= RECORDS SHOWN =
::::

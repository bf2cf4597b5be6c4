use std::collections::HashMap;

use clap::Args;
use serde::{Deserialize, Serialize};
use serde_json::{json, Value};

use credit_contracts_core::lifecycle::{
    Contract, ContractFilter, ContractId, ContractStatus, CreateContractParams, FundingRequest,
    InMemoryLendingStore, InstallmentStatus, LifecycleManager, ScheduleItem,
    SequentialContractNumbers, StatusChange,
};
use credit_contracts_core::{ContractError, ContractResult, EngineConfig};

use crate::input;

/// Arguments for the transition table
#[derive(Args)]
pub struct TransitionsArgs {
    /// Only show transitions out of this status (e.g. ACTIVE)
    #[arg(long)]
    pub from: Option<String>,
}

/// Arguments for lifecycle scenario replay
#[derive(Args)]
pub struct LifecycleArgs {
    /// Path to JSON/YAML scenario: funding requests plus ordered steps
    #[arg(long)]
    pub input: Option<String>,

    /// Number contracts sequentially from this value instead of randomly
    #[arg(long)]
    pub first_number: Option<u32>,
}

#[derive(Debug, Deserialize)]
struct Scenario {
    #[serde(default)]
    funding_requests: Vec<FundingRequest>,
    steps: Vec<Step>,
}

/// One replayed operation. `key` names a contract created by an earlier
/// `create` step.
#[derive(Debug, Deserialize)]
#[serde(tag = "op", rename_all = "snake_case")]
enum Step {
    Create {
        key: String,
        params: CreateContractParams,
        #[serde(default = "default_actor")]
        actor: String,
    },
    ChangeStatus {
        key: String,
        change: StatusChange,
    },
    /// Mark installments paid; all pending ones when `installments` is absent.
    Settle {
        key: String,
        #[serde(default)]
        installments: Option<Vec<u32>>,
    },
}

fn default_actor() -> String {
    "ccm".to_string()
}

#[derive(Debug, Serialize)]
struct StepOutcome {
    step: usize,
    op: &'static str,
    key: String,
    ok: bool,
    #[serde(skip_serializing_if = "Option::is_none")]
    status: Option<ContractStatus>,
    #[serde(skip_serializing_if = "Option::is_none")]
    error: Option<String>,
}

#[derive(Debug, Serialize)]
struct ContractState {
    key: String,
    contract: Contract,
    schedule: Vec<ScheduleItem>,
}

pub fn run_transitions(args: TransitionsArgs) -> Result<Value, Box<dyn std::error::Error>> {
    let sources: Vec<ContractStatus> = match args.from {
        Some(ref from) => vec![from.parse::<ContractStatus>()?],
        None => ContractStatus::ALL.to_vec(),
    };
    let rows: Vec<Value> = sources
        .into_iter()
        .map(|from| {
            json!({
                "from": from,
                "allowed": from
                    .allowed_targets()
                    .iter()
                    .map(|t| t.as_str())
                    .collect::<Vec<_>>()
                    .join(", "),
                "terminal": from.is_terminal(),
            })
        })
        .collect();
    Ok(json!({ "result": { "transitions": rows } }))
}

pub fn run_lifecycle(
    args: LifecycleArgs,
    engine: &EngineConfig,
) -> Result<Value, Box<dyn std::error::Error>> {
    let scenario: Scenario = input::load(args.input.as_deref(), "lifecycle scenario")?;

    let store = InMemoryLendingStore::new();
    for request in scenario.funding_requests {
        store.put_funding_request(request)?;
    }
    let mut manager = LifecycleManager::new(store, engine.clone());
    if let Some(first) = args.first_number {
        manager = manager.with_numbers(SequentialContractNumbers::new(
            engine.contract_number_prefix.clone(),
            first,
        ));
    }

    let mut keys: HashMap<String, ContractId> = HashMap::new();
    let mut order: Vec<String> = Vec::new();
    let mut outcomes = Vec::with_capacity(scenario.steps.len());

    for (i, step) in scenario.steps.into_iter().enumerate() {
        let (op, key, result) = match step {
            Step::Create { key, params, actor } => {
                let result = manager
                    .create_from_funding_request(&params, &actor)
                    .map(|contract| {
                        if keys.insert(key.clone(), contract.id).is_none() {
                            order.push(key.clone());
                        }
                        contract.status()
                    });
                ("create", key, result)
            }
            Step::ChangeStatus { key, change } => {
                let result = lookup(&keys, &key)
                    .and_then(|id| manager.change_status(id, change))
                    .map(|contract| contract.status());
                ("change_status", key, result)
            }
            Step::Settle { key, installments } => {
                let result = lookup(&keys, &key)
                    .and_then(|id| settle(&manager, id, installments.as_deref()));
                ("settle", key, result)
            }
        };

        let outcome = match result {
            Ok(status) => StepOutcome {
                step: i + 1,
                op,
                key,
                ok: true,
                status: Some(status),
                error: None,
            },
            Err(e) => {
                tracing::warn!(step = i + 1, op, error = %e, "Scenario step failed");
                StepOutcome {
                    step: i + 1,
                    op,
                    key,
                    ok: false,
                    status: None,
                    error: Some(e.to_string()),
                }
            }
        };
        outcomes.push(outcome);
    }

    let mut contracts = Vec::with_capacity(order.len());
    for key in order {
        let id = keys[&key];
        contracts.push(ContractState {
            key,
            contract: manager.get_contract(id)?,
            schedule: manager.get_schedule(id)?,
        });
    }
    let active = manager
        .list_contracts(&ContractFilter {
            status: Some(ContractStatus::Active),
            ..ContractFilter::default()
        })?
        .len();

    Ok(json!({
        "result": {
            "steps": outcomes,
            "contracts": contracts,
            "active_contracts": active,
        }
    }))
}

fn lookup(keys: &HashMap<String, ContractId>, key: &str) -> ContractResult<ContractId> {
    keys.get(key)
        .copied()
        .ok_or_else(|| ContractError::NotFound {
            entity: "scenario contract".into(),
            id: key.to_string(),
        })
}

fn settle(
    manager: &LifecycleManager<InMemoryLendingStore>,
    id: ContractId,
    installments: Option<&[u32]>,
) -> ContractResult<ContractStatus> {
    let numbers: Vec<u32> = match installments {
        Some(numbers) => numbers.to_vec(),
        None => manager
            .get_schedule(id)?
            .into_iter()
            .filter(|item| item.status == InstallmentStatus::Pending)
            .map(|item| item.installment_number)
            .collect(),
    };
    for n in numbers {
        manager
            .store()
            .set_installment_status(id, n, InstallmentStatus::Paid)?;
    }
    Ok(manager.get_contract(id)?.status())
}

::::

= WHAT IS NEEDED =
Please copy each line of the entries in which the word "StepOutcome" shows up.

= ANSWER =
struct StepOutcome {
            Ok(status) => StepOutcome {
                StepOutcome {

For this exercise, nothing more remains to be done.